The instructions are: Find the link at position 3 (the first name is 1). Follow that link. Repeat this process 4 times. The answer is the last name that you retrieve.

This is the code I have so far:

import urllib.request, urllib.parse, urllib.error
from bs4 import BeautifulSoup
import re

url = input('Enter - ')
html = urllib.request.urlopen(url).read()
soup = BeautifulSoup(html, 'html.parser')

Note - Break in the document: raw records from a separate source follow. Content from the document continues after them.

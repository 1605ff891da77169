use std::time::Instant;

use tracing::{Level, event, info_span};

use super::{AppliedStep, HistoryEntry, MigrationReport, PlannedStep, SchemaTransaction};
use crate::core::{MigrateError, Result};
use crate::revision::{Direction, MigrationPath, Operation, Revision, RevisionGraph, TargetSpec};
use crate::storage::{DatabaseState, SchemaBackend, VersionRecord};

pub const DEFAULT_TARGET: &str = "default";

/// Moves one target database along the revision graph.
///
/// A run holds the target's migration lock throughout. Each revision is its
/// own transaction: its operations and the bookkeeping update are committed
/// together, then the next revision starts from the freshly committed state.
pub struct Migrator<B: SchemaBackend> {
    graph: RevisionGraph,
    backend: B,
    target: String,
    echo: bool,
}

impl<B: SchemaBackend> Migrator<B> {
    pub fn new(graph: RevisionGraph, backend: B) -> Self {
        Self {
            graph,
            backend,
            target: DEFAULT_TARGET.to_string(),
            echo: false,
        }
    }

    /// Name of the row in the bookkeeping table this migrator owns.
    pub fn target_name(mut self, target: impl Into<String>) -> Self {
        self.target = target.into();
        self
    }

    /// Log every DDL statement as it is executed.
    pub fn echo(mut self, echo: bool) -> Self {
        self.echo = echo;
        self
    }

    pub fn graph(&self) -> &RevisionGraph {
        &self.graph
    }

    pub fn backend(&self) -> &B {
        &self.backend
    }

    pub fn target(&self) -> &str {
        &self.target
    }

    /// Revision currently recorded for the target, `None` when unmigrated.
    pub fn current(&self) -> Result<Option<String>> {
        Ok(self.current_record()?.map(|record| record.revision_id))
    }

    pub fn current_record(&self) -> Result<Option<VersionRecord>> {
        let state = self.backend.load()?;
        self.recorded(&state).map(|r| r.cloned())
    }

    fn recorded<'s>(&self, state: &'s DatabaseState) -> Result<Option<&'s VersionRecord>> {
        match state.versions.get(&self.target) {
            Some(record) if !self.graph.contains(&record.revision_id) => {
                Err(MigrateError::UnknownRevision(record.revision_id.clone()))
            }
            record => Ok(record),
        }
    }

    pub fn upgrade_to(&self, target_id: &str) -> Result<MigrationReport> {
        self.run(Some(Direction::Upgrade), &TargetSpec::Revision(target_id.to_string()))
    }

    pub fn downgrade_to(&self, target_id: &str) -> Result<MigrationReport> {
        self.run(Some(Direction::Downgrade), &TargetSpec::Revision(target_id.to_string()))
    }

    pub fn upgrade_to_latest(&self) -> Result<MigrationReport> {
        self.run(Some(Direction::Upgrade), &TargetSpec::Head)
    }

    pub fn downgrade_to_base(&self) -> Result<MigrationReport> {
        self.run(Some(Direction::Downgrade), &TargetSpec::Base)
    }

    /// Upgrade to any target spec; refuses to move backwards.
    pub fn upgrade(&self, spec: &TargetSpec) -> Result<MigrationReport> {
        self.run(Some(Direction::Upgrade), spec)
    }

    /// Downgrade to any target spec; refuses to move forwards.
    pub fn downgrade(&self, spec: &TargetSpec) -> Result<MigrationReport> {
        self.run(Some(Direction::Downgrade), spec)
    }

    /// Move to `spec` in whichever direction the graph requires.
    pub fn migrate_to(&self, spec: &TargetSpec) -> Result<MigrationReport> {
        self.run(None, spec)
    }

    /// Record `spec` as current without running any operation.
    pub fn stamp(&self, spec: &TargetSpec) -> Result<Option<String>> {
        let _lock = self.backend.lock(&self.target)?;
        let mut state = self.backend.load()?;
        let current = self.recorded(&state)?.map(|r| r.revision_id.clone());
        let destination = self.graph.resolve(spec, current.as_deref())?;

        state.versions.set(&self.target, destination.as_deref());
        self.backend.commit(state)?;
        event!(
            Level::INFO,
            target_name = %self.target,
            revision = %or_base(destination.as_deref()),
            "stamped"
        );
        Ok(destination)
    }

    /// DDL a run towards `spec` would issue, without touching the target.
    /// Custom operations show up as SQL comments.
    pub fn plan(&self, direction: Direction, spec: &TargetSpec) -> Result<Vec<PlannedStep>> {
        let current = self.current()?;
        let destination = self.graph.resolve(spec, current.as_deref())?;
        let path = self.graph.path_from(current.as_deref(), destination.as_deref())?;
        check_direction(Some(direction), &path)?;

        Ok(path
            .steps
            .iter()
            .map(|revision| PlannedStep {
                revision: revision.id().to_string(),
                description: revision.description().to_string(),
                statements: revision
                    .operations(path.direction)
                    .iter()
                    .map(|op| match op {
                        Operation::Schema(op) => op.to_string(),
                        Operation::Custom { label, .. } => format!("-- custom operation: {}", label),
                    })
                    .collect(),
            })
            .collect())
    }

    /// [`plan`](Self::plan) as a single SQL script.
    pub fn render_sql(&self, direction: Direction, spec: &TargetSpec) -> Result<String> {
        let mut script = String::new();
        for step in self.plan(direction, spec)? {
            script.push_str(&format!("-- Running {} {}\n", step.revision, step.description));
            for statement in &step.statements {
                script.push_str(statement);
                script.push('\n');
            }
            script.push('\n');
        }
        Ok(script)
    }

    /// Every known revision, root first, flagged against the target's state.
    pub fn history(&self) -> Result<Vec<HistoryEntry>> {
        let record = self.current_record()?;
        let current_pos = self
            .graph
            .position(record.as_ref().map(|r| r.revision_id.as_str()))?;
        let head = self.graph.head().map(Revision::id);

        Ok(self
            .graph
            .iter()
            .enumerate()
            .map(|(idx, revision)| {
                let is_current = current_pos == Some(idx);
                HistoryEntry {
                    revision: revision.id().to_string(),
                    parent: revision.parent_id().map(str::to_string),
                    description: revision.description().to_string(),
                    created_at: revision.create_date(),
                    applied: current_pos.is_some_and(|pos| idx <= pos),
                    current: is_current,
                    head: head == Some(revision.id()),
                    applied_at: if is_current {
                        record.as_ref().map(|r| r.applied_at)
                    } else {
                        None
                    },
                }
            })
            .collect())
    }

    fn run(&self, direction: Option<Direction>, spec: &TargetSpec) -> Result<MigrationReport> {
        let span = info_span!("migrate.run", target_name = %self.target, destination = %spec);
        let _enter = span.enter();

        let _lock = self.backend.lock(&self.target)?;

        let current = self.current()?;
        let destination = self.graph.resolve(spec, current.as_deref())?;
        let path = self.graph.path_from(current.as_deref(), destination.as_deref())?;
        check_direction(direction, &path)?;

        let mut report = MigrationReport {
            direction: direction.unwrap_or(path.direction),
            from: current.clone(),
            to: destination.clone(),
            steps: Vec::with_capacity(path.len()),
        };

        if path.is_empty() {
            event!(Level::INFO, revision = %or_base(current.as_deref()), "already at target");
            return Ok(report);
        }

        event!(
            Level::INFO,
            direction = %path.direction,
            from = %or_base(current.as_deref()),
            to = %or_base(destination.as_deref()),
            steps = path.len(),
            backend = %self.backend.describe(),
            "migration started"
        );

        for revision in &path.steps {
            let step = self.apply_step(&path, revision)?;
            report.steps.push(step);
        }

        event!(Level::INFO, steps = report.steps.len(), "migration finished");
        Ok(report)
    }

    fn apply_step(&self, path: &MigrationPath<'_>, revision: &Revision) -> Result<AppliedStep> {
        let direction = path.direction;
        let span = info_span!("migrate.step", revision = %revision.id(), direction = %direction);
        let _enter = span.enter();
        let started = Instant::now();

        let fail = |source: MigrateError| {
            event!(Level::ERROR, error = %source, "revision failed");
            MigrateError::OperationFailure {
                revision: revision.id().to_string(),
                direction,
                source: Box::new(source),
            }
        };

        let state = self.backend.load().map_err(fail)?;
        let expected = match direction {
            Direction::Upgrade => revision.parent_id(),
            Direction::Downgrade => Some(revision.id()),
        };
        if state.versions.current(&self.target) != expected {
            // Someone moved the pointer underneath the lock.
            return Err(MigrateError::ConcurrentMigrationDetected(self.target.clone()));
        }

        let operations = revision.operations(direction);
        let mut txn = SchemaTransaction::new(state.catalog, self.echo);
        for operation in operations {
            event!(Level::DEBUG, operation = %operation.label(), "running operation");
            txn.run(operation).map_err(fail)?;
        }
        let (catalog, statements) = txn.finish();

        let mut versions = state.versions;
        versions.set(&self.target, path.resulting_revision(revision));
        self.backend
            .commit(DatabaseState { catalog, versions })
            .map_err(fail)?;

        let elapsed = started.elapsed();
        event!(
            Level::INFO,
            operations = operations.len(),
            elapsed_ms = elapsed.as_millis() as u64,
            "revision committed"
        );

        Ok(AppliedStep {
            revision: revision.id().to_string(),
            description: revision.description().to_string(),
            statements,
            operations: operations.len(),
            elapsed,
        })
    }
}

fn check_direction(direction: Option<Direction>, path: &MigrationPath<'_>) -> Result<()> {
    match direction {
        Some(wanted) if !path.is_empty() && wanted != path.direction => {
            Err(MigrateError::InvalidDirection {
                direction: wanted,
                from: or_base(path.from.as_deref()).to_string(),
                to: or_base(path.to.as_deref()).to_string(),
            })
        }
        _ => Ok(()),
    }
}

fn or_base(revision: Option<&str>) -> &str {
    revision.unwrap_or("base")
}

count = int(input('Enter count: '))
pos = int(input('Enter position: ')) - 1
urllist = list()
taglist = list()

tags = soup('a')

for i in range(count):
    for tag in tags:
        taglist.append(tag)
    url = taglist[pos].get('href', None)
    print('Retrieving: ', url)
    urllist.append(url)
print('Last URL: ', urllist[-1])

This is my output:

Retrieving:  http://python-data.dr-chuck.net/known_by_Fikret.html 
Retrieving:  http://python-data.dr-chuck.net/known_by_Montgomery.html
Retrieving:  http://python-data.dr-chuck.net/known_by_Montgomery.html
Retrieving:  http://python-data.dr-chuck.net/known_by_Montgomery.html
Retrieving:  http://python-data.dr-chuck.net/known_by_Montgomery.html
Last URL:  http://python-data.dr-chuck.net/known_by_Montgomery.html

This is the output that I am supposed to get:

Retrieving: http://python-data.dr-chuck.net/known_by_Fikret.html
Retrieving: http://python-data.dr-chuck.net/known_by_Montgomery.html
Retrieving: http://python-data.dr-chuck.net/known_by_Mhairade.html
Retrieving: http://python-data.dr-chuck.net/known_by_Butchi.html
Retrieving: http://python-data.dr-chuck.net/known_by_Anayah.html
Last URL:  http://python-data.dr-chuck.net/known_by_Anayah.html

I've been working on this for a while but I still have not been able to get the code to loop correctly. I am new to coding and I'm just looking for some help to point me in the right direction. Thanks.


Solution

  • def get_html(url):
        html = urllib.request.urlopen(url).read()
        soup = BeautifulSoup(html, 'html.parser')
        return soup
    
    url = input('Enter - ')
    count = int(input('Enter count: '))
    pos = int(input('Enter position: ')) - 1
    
    urllist = list()
    
     for i in range(count):
        taglist = list()
    
        for tag in get_html(url)('a'): # Needed to update your variable to new url html
            taglist.append(tag)
    
         url = taglist[pos].get('href', None) # You grabbed url but never updated your tags variable.
    
        print('Retrieving: ', url)
        urllist.append(url)
    
     print('Last URL: ', urllist[-1])